+++ Data for this task

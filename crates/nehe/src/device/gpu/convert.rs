use crate::device::{BufferUsage, TextureFormat, TextureUsage};

pub(crate) fn texture_format(format: TextureFormat) -> wgpu::TextureFormat {
    match format {
        TextureFormat::Rgba8Unorm => wgpu::TextureFormat::Rgba8Unorm,
        TextureFormat::Bgra8Unorm => wgpu::TextureFormat::Bgra8Unorm,
        TextureFormat::Rgba16Float => wgpu::TextureFormat::Rgba16Float,
        TextureFormat::Rgba32Float => wgpu::TextureFormat::Rgba32Float,
        TextureFormat::D16Unorm => wgpu::TextureFormat::Depth16Unorm,
        TextureFormat::D24Unorm => wgpu::TextureFormat::Depth24Plus,
        TextureFormat::D24UnormS8Uint => wgpu::TextureFormat::Depth24PlusStencil8,
        TextureFormat::D32Float => wgpu::TextureFormat::Depth32Float,
    }
}

/// Buffers are always upload destinations.
pub(crate) fn buffer_usages(usage: BufferUsage) -> wgpu::BufferUsages {
    let mut out = wgpu::BufferUsages::COPY_DST;
    if usage.contains(BufferUsage::VERTEX) {
        out |= wgpu::BufferUsages::VERTEX;
    }
    if usage.contains(BufferUsage::INDEX) {
        out |= wgpu::BufferUsages::INDEX;
    }
    if usage.contains(BufferUsage::UNIFORM) {
        out |= wgpu::BufferUsages::UNIFORM;
    }
    if usage.contains(BufferUsage::STORAGE) {
        out |= wgpu::BufferUsages::STORAGE;
    }
    if usage.contains(BufferUsage::INDIRECT) {
        out |= wgpu::BufferUsages::INDIRECT;
    }
    out
}

pub(crate) fn texture_usages(usage: TextureUsage) -> wgpu::TextureUsages {
    let mut out = wgpu::TextureUsages::empty();
    if usage.contains(TextureUsage::SAMPLER) {
        out |= wgpu::TextureUsages::TEXTURE_BINDING | wgpu::TextureUsages::COPY_DST;
    }
    if usage.intersects(TextureUsage::COLOR_TARGET | TextureUsage::DEPTH_STENCIL_TARGET) {
        out |= wgpu::TextureUsages::RENDER_ATTACHMENT;
    }
    out
}

/// Rounds a copy size up to wgpu's buffer copy granularity.
pub(crate) fn align_copy_size(size: u64) -> u64 {
    size.next_multiple_of(wgpu::COPY_BUFFER_ALIGNMENT).max(wgpu::COPY_BUFFER_ALIGNMENT)
}

/// Reinterprets little-endian SPIR-V bytes as words, checking the magic number.
pub(crate) fn spirv_words(code: &[u8]) -> Option<Vec<u32>> {
    const MAGIC: u32 = 0x0723_0203;

    if code.len() % 4 != 0 {
        return None;
    }
    let words: Vec<u32> = code
        .chunks_exact(4)
        .map(|w| u32::from_le_bytes([w[0], w[1], w[2], w[3]]))
        .collect();
    (words.first() == Some(&MAGIC)).then_some(words)
}
use crate::coords::Size;
use crate::input::Key;

/// Platform-agnostic events consumed by the app runner.
#[derive(Debug, Copy, Clone, Eq, PartialEq)]
pub enum AppEvent {
    /// The window was asked to close.
    Quit,
    FullscreenEntered,
    FullscreenLeft,
    Key { key: Key, down: bool, repeat: bool },
    /// Drawable size in physical pixels changed.
    PixelSizeChanged(Size<i32>),
}

/// Window operations the runner needs while dispatching events.
pub trait WindowControl {
    fn set_fullscreen(&mut self, fullscreen: bool);
}

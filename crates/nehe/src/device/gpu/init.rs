use crate::device::ShaderFormats;

/// Device and surface settings for [`WgpuBackend`](super::WgpuBackend).
///
/// The defaults give every lesson a vsynced, non-sRGB swapchain and let the
/// shader loader pick any format wgpu can consume.
#[derive(Debug, Clone)]
pub struct GpuInit {
    /// `Fifo` when set, `AutoNoVsync` otherwise.
    pub vsync: bool,
    /// Lesson colors are written to the swapchain unconverted unless this is set.
    pub srgb_surface: bool,
    /// Falls back to the surface's first supported mode.
    pub alpha_mode: Option<wgpu::CompositeAlphaMode>,
    pub features: wgpu::Features,
    pub limits: wgpu::Limits,
    /// Hint; backends may clamp it.
    pub frame_latency: u32,
    /// Narrowed to WGSL and SPIR-V by the backend.
    pub shader_formats: ShaderFormats,
}

impl GpuInit {
    pub fn with_vsync(mut self, vsync: bool) -> Self {
        self.vsync = vsync;
        self
    }

    pub fn with_shader_formats(mut self, formats: ShaderFormats) -> Self {
        self.shader_formats = formats;
        self
    }

    pub(crate) fn present_mode(&self) -> wgpu::PresentMode {
        if self.vsync {
            wgpu::PresentMode::Fifo
        } else {
            wgpu::PresentMode::AutoNoVsync
        }
    }
}

impl Default for GpuInit {
    fn default() -> Self {
        Self {
            vsync: true,
            srgb_surface: false,
            alpha_mode: None,
            features: wgpu::Features::empty(),
            limits: wgpu::Limits::default(),
            frame_latency: 2,
            shader_formats: ShaderFormats::all(),
        }
    }
}
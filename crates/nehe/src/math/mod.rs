//! Fixed-function style math used by the lessons.

mod matrix;
mod random;

pub use matrix::Mtx;
pub use random::Random;
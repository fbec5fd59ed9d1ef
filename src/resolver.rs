//! The [`CfiResolver`], tying together a collection of loaded modules.

use std::collections::hash_map::Entry;
use std::collections::HashMap;

use crate::log;
use crate::module::Module;
use crate::rules::RuleSet;
use crate::types::CfiTable;
use crate::Addr;
use crate::Error;
use crate::ErrorExt as _;
use crate::Result;


/// A stack frame to resolve frame information for.
#[derive(Clone, Debug)]
pub struct StackFrame<'frame> {
    /// The instruction address of the frame.
    ///
    /// For the topmost frame this is the faulting or sampled
    /// instruction; for calling frames it is typically the return
    /// address.
    pub instruction: Addr,
    /// The name of the module containing the instruction, as passed to
    /// [`CfiResolver::load_module`].
    pub module: &'frame str,
}


/// A resolver of CFI frame information across a set of loaded modules.
///
/// Symbol data is loaded per module via
/// [`load_module`][Self::load_module] and queried per stack frame via
/// [`find_cfi_frame_info`][Self::find_cfi_frame_info].
#[derive(Debug)]
pub struct CfiResolver {
    /// The loaded modules, keyed by name.
    modules: HashMap<String, Module>,
    /// Whether the process the stack frames come from is big endian.
    big_endian: bool,
}

impl CfiResolver {
    /// Create a new `CfiResolver` for a process of the given endianness.
    ///
    /// The endianness is not consulted by the resolver itself; it is
    /// carried along for the stack walker evaluating the resolved
    /// rules.
    pub fn new(big_endian: bool) -> Self {
        Self {
            modules: HashMap::new(),
            big_endian,
        }
    }

    /// Whether the process the stack frames come from is big endian.
    #[inline]
    pub fn is_big_endian(&self) -> bool {
        self.big_endian
    }

    /// Load a module's symbol data.
    ///
    /// `sym_data` is the contents of the module's Breakpad symbol file
    /// and `base_addr` the address at which the module is loaded in the
    /// process. Fails if a module of this name is already loaded or if
    /// the symbol data is malformed; in both cases the resolver is left
    /// unchanged.
    #[cfg_attr(
        feature = "tracing",
        crate::log::instrument(skip_all, fields(
            name = name,
            base_addr = format_args!("{base_addr:#x}"),
        ))
    )]
    pub fn load_module(&mut self, name: &str, base_addr: Addr, sym_data: &[u8]) -> Result<()> {
        let entry = match self.modules.entry(name.to_string()) {
            Entry::Occupied(..) => {
                return Err(Error::with_invalid_input(format!(
                    "module {name} is already loaded"
                )))
            }
            Entry::Vacant(vacant) => vacant,
        };

        let table = CfiTable::from_bytes(sym_data)
            .with_context(|| format!("failed to load symbol data for module {name}"))?;
        let module = entry.insert(Module::new(base_addr, table));
        log::debug!(
            "loaded module {name} at {:#x}",
            module.base_addr()
        );
        Ok(())
    }

    /// Unload a module's symbol data, releasing the memory it held.
    ///
    /// Returns whether a module of this name had been loaded.
    pub fn unload_module(&mut self, name: &str) -> bool {
        self.modules.remove(name).is_some()
    }

    /// Check whether a module of the given name is loaded.
    pub fn has_module(&self, name: &str) -> bool {
        self.modules.contains_key(name)
    }

    /// Retrieve a loaded module by name.
    pub fn module(&self, name: &str) -> Option<&Module> {
        self.modules.get(name)
    }

    /// Find the register recovery rules in effect at `frame`'s
    /// instruction.
    ///
    /// Returns `None` if the frame's module is not loaded, if no CFI
    /// range covers the instruction, or if the covering rule text is
    /// malformed. See [`Module::find_cfi_frame_info`] for the lookup
    /// semantics.
    pub fn find_cfi_frame_info(&self, frame: &StackFrame<'_>) -> Option<RuleSet> {
        let module = self.modules.get(frame.module)?;
        module.find_cfi_frame_info(frame.instruction)
    }
}
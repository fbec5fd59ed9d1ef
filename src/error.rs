use std::borrow::Cow;
use std::error;
use std::fmt::Debug;
use std::fmt::Display;
use std::fmt::Formatter;
use std::fmt::Result as FmtResult;


/// A result type using our [`Error`] by default.
pub type Result<T, E = Error> = std::result::Result<T, E>;


/// An enum providing a rough classification of errors.
#[derive(Clone, Copy, Debug, PartialEq, Eq)]
#[non_exhaustive]
pub enum ErrorKind {
    /// The provided data is invalid; e.g., malformed symbol or rule
    /// text.
    InvalidData,
    /// A parameter was incorrect.
    InvalidInput,
}

impl Display for ErrorKind {
    fn fmt(&self, f: &mut Formatter<'_>) -> FmtResult {
        let s = match self {
            Self::InvalidData => "invalid data",
            Self::InvalidInput => "invalid input",
        };
        f.write_str(s)
    }
}


enum ErrorImpl {
    InvalidData(Cow<'static, str>),
    InvalidInput(Cow<'static, str>),
    // Strings have different sizes for owned and static variants, so we
    // keep them as separate enum variants instead of a single `Cow` to
    // not blow up the in-memory size of the whole enum.
    ContextOwned {
        context: String,
        source: Box<ErrorImpl>,
    },
    ContextStatic {
        context: &'static str,
        source: Box<ErrorImpl>,
    },
}

impl ErrorImpl {
    fn kind(&self) -> ErrorKind {
        match self {
            Self::InvalidData(..) => ErrorKind::InvalidData,
            Self::InvalidInput(..) => ErrorKind::InvalidInput,
            Self::ContextOwned { source, .. } | Self::ContextStatic { source, .. } => source.kind(),
        }
    }

    fn message(&self) -> &str {
        match self {
            Self::InvalidData(msg) | Self::InvalidInput(msg) => msg,
            Self::ContextOwned { context, .. } => context,
            Self::ContextStatic { context, .. } => context,
        }
    }
}

impl Debug for ErrorImpl {
    fn fmt(&self, f: &mut Formatter<'_>) -> FmtResult {
        let mut dbg = f.debug_struct(stringify!(Error));
        let mut err = self;
        let mut idx = 0usize;
        loop {
            let _ref = dbg.field(&format!("layer{idx}"), &err.message());
            match err {
                Self::ContextOwned { source, .. } | Self::ContextStatic { source, .. } => {
                    err = source;
                    idx += 1;
                }
                _ => break,
            }
        }
        dbg.finish()
    }
}

impl Display for ErrorImpl {
    fn fmt(&self, f: &mut Formatter<'_>) -> FmtResult {
        f.write_str(self.message())
    }
}

impl error::Error for ErrorImpl {
    fn source(&self) -> Option<&(dyn error::Error + 'static)> {
        match self {
            Self::ContextOwned { source, .. } | Self::ContextStatic { source, .. } => Some(source),
            _ => None,
        }
    }
}


/// The error type used by the library.
///
/// Errors generally form a layered "onion": the outermost layer carries
/// the most user-friendly context and inner layers describe the root
/// cause, accessible via the standard [`Error::source`][std-source]
/// chain.
///
/// [std-source]: std::error::Error::source
// Representation is optimized for fast copying (a single machine word),
// not necessarily fast creation, as we expect errors to be rare.
pub struct Error {
    error: Box<ErrorImpl>,
}

impl Error {
    /// Create an [`Error`] of kind [`ErrorKind::InvalidData`].
    pub fn with_invalid_data(message: impl IntoCowStr) -> Self {
        Self {
            error: Box::new(ErrorImpl::InvalidData(message.into_cow_str())),
        }
    }

    /// Create an [`Error`] of kind [`ErrorKind::InvalidInput`].
    pub fn with_invalid_input(message: impl IntoCowStr) -> Self {
        Self {
            error: Box::new(ErrorImpl::InvalidInput(message.into_cow_str())),
        }
    }

    /// Retrieve a rough error classification in the form of an
    /// [`ErrorKind`].
    #[inline]
    pub fn kind(&self) -> ErrorKind {
        self.error.kind()
    }

    fn layer_context(self, context: Cow<'static, str>) -> Self {
        let error = match context {
            Cow::Owned(context) => ErrorImpl::ContextOwned {
                context,
                source: self.error,
            },
            Cow::Borrowed(context) => ErrorImpl::ContextStatic {
                context,
                source: self.error,
            },
        };
        Self {
            error: Box::new(error),
        }
    }
}

impl Debug for Error {
    fn fmt(&self, f: &mut Formatter<'_>) -> FmtResult {
        Debug::fmt(&self.error, f)
    }
}

impl Display for Error {
    fn fmt(&self, f: &mut Formatter<'_>) -> FmtResult {
        let err = &self.error;
        write!(f, "{err}")?;

        let mut source_opt = error::Error::source(&**err);
        while let Some(source) = source_opt {
            write!(f, ": {source}")?;
            source_opt = error::Error::source(source);
        }
        Ok(())
    }
}

impl error::Error for Error {
    fn source(&self) -> Option<&(dyn error::Error + 'static)> {
        error::Error::source(&*self.error)
    }
}


/// A helper trait for types convertible into a `Cow<'static, str>`,
/// avoiding the allocation that a plain `Into<Cow<..>>` bound would
/// force on `&'static str` arguments.
pub trait IntoCowStr {
    /// Perform the conversion.
    fn into_cow_str(self) -> Cow<'static, str>;
}

impl IntoCowStr for &'static str {
    fn into_cow_str(self) -> Cow<'static, str> {
        Cow::Borrowed(self)
    }
}

impl IntoCowStr for String {
    fn into_cow_str(self) -> Cow<'static, str> {
        Cow::Owned(self)
    }
}


/// A trait providing ergonomic chaining capabilities to [`Error`] and
/// `Result`s containing it.
pub trait ErrorExt: private::Sealed {
    /// The type returned from the context methods.
    type Output;

    /// Add context to this error.
    fn context<C>(self, context: C) -> Self::Output
    where
        C: IntoCowStr;

    /// Add context to this error, lazily evaluated.
    fn with_context<C, F>(self, f: F) -> Self::Output
    where
        C: IntoCowStr,
        F: FnOnce() -> C;
}

impl ErrorExt for Error {
    type Output = Error;

    fn context<C>(self, context: C) -> Self::Output
    where
        C: IntoCowStr,
    {
        self.layer_context(context.into_cow_str())
    }

    fn with_context<C, F>(self, f: F) -> Self::Output
    where
        C: IntoCowStr,
        F: FnOnce() -> C,
    {
        self.layer_context(f().into_cow_str())
    }
}

impl<T, E> ErrorExt for Result<T, E>
where
    E: ErrorExt<Output = Error>,
{
    type Output = Result<T, Error>;

    fn context<C>(self, context: C) -> Self::Output
    where
        C: IntoCowStr,
    {
        self.map_err(|err| err.context(context))
    }

    fn with_context<C, F>(self, f: F) -> Self::Output
    where
        C: IntoCowStr,
        F: FnOnce() -> C,
    {
        self.map_err(|err| err.with_context(f))
    }
}


mod private {
    use super::Error;

    pub trait Sealed {}

    impl Sealed for Error {}
    impl<T, E> Sealed for Result<T, E> where E: Sealed {}
}


#[cfg(test)]
mod tests {
    use super::*;


    /// Check that we can format errors and their context as expected.
    #[test]
    fn error_display() {
        let err = Error::with_invalid_data("some invalid data");
        assert_eq!(err.to_string(), "some invalid data");
        assert_eq!(err.kind(), ErrorKind::InvalidData);

        let err = err.context("a higher level operation failed");
        assert_eq!(
            err.to_string(),
            "a higher level operation failed: some invalid data"
        );
        // Context does not change the error's kind.
        assert_eq!(err.kind(), ErrorKind::InvalidData);

        let err = err.with_context(|| format!("module {} could not be loaded", "libc.so"));
        assert_eq!(
            err.to_string(),
            "module libc.so could not be loaded: a higher level operation failed: some invalid data"
        );
    }

    /// Make sure that the `Debug` representation includes all layers.
    #[test]
    fn error_debug() {
        let err = Error::with_invalid_input("input is broken");
        let err = err.context("loading failed");
        let dbg = format!("{err:?}");
        assert!(dbg.contains("loading failed"), "{dbg}");
        assert!(dbg.contains("input is broken"), "{dbg}");
    }
}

++++++

• _Work request_:
From the data above, report how many lines hold the word "super", answering with the number by itself.

• _Solution_:
3